-- Data for the task follows --

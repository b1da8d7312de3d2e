//! Token cards, which the search API does not return, scraped from the
//! site's paginated text listing.

use std::sync::LazyLock;

use scraper::{Html, Selector};
use tracing::{debug, info, instrument};
use url::Url;

use svedb_shared::{
    CostParams, FaceParams, IMAGE_EXTENSION, RawRecord, Result, SvedbError, TOKEN_SEGMENT,
    UNKNOWN_STAT, parse_stat,
};

use crate::extractors::{inner_text, own_text};
use crate::http::SiteClient;

/// Marks the start of each item in a listing page.
const ITEM_DELIMITER: &str = r#"<li class="ex-item">"#;

const LISTING_PATH: &str = "cards/searchresults_ex";

/// Fixed query filtering the listing down to tokens, text view.
const LISTING_QUERY: &[(&str, &str)] = &[
    ("card_name", ""),
    ("format[0]", "all"),
    ("class[0]", "all"),
    ("title", ""),
    ("expansion_name", ""),
    ("cost[0]", "all"),
    ("card_kind[0]", "Token"),
    ("rare[0]", "all"),
    ("power_from", ""),
    ("power_to", ""),
    ("hp_from", ""),
    ("hp_to", ""),
    ("type", ""),
    ("ability", ""),
    ("keyword", ""),
    ("view", "text"),
];

static ID_SEL: LazyLock<Selector> = LazyLock::new(|| {
    Selector::parse("a > div:nth-of-type(2) > p:nth-of-type(1)").expect("valid selector")
});
static NAME_SEL: LazyLock<Selector> = LazyLock::new(|| {
    Selector::parse("a > div:nth-of-type(2) > p:nth-of-type(2)").expect("valid selector")
});
static KIND_SEL: LazyLock<Selector> = LazyLock::new(|| {
    Selector::parse("a > div:nth-of-type(2) > div:nth-of-type(1) > span:nth-of-type(1)")
        .expect("valid selector")
});
static COST_SEL: LazyLock<Selector> = LazyLock::new(|| {
    Selector::parse("a > div:nth-of-type(2) > div:nth-of-type(1) > span:nth-of-type(4)")
        .expect("valid selector")
});

/// Walks the token listing pages.
#[derive(Debug, Clone)]
pub struct TokenLister {
    site: SiteClient,
}

impl TokenLister {
    pub fn new(site: SiteClient) -> Self {
        Self { site }
    }

    /// Fetch every configured listing page and collect the token records
    /// in page order.
    #[instrument(skip(self), fields(pages = self.site.config().token_pages))]
    pub async fn fetch_all(&self) -> Result<Vec<RawRecord>> {
        let mut tokens = Vec::new();

        for page in 1..=self.site.config().token_pages {
            if page > 1 {
                tokio::time::sleep(self.site.config().page_delay).await;
            }

            let url = self.listing_url(page)?;
            let what = format!("{TOKEN_SEGMENT} page {page}");
            let response = self
                .site
                .send_with_retry(&what, || self.site.site_get(url.clone()))
                .await;

            let html = response.text().await.map_err(|e| SvedbError::PageFailed {
                segment: TOKEN_SEGMENT.to_string(),
                page,
                message: format!("failed to read body: {e}"),
            })?;

            let found = parse_listing_page(&html);
            debug!(page, found = found.len(), "listing page parsed");
            tokens.extend(found);
        }

        info!(tokens = tokens.len(), "token listing complete");
        Ok(tokens)
    }

    /// Listing URL for `page`, stamped with the current time to bypass caches.
    fn listing_url(&self, page: u32) -> Result<Url> {
        let mut url = self.site.site_url(LISTING_PATH)?;
        url.query_pairs_mut()
            .extend_pairs(LISTING_QUERY)
            .append_pair("page", &page.to_string())
            .append_pair("t", &chrono::Utc::now().timestamp_millis().to_string());
        Ok(url)
    }
}

/// Parse every token item on one listing page.
///
/// Items that do not open with an anchor (placeholders, the page preamble)
/// are skipped, as are items without an identifier.
pub fn parse_listing_page(html: &str) -> Vec<RawRecord> {
    html.split(ITEM_DELIMITER)
        .filter(|item| item.starts_with("<a"))
        .filter_map(parse_listing_item)
        .collect()
}

fn parse_listing_item(fragment: &str) -> Option<RawRecord> {
    let doc = Html::parse_fragment(fragment);
    let text = |sel: &Selector| doc.select(sel).next().map(inner_text).unwrap_or_default();

    let id = text(&ID_SEL);
    if id.is_empty() {
        return None;
    }

    let cost = doc
        .select(&COST_SEL)
        .next()
        .map(|el| parse_stat(&own_text(el)))
        .unwrap_or(UNKNOWN_STAT);

    let segment = id.split('-').next().unwrap_or_default();
    let img = format!("{segment}/{id}.{IMAGE_EXTENSION}");

    Some(RawRecord {
        name: text(&NAME_SEL),
        kind: text(&KIND_SEL),
        img,
        max: UNKNOWN_STAT,
        g_param: CostParams { g0: cost },
        faces: FaceParams::default(),
        id,
        ..RawRecord::default()
    })
}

-- Data for the task concluded --

* Instructions to follow *
Your reply must consist of a number alone: the count of lines in the listing that contain the string "collect".

* Solution for this exercise *
2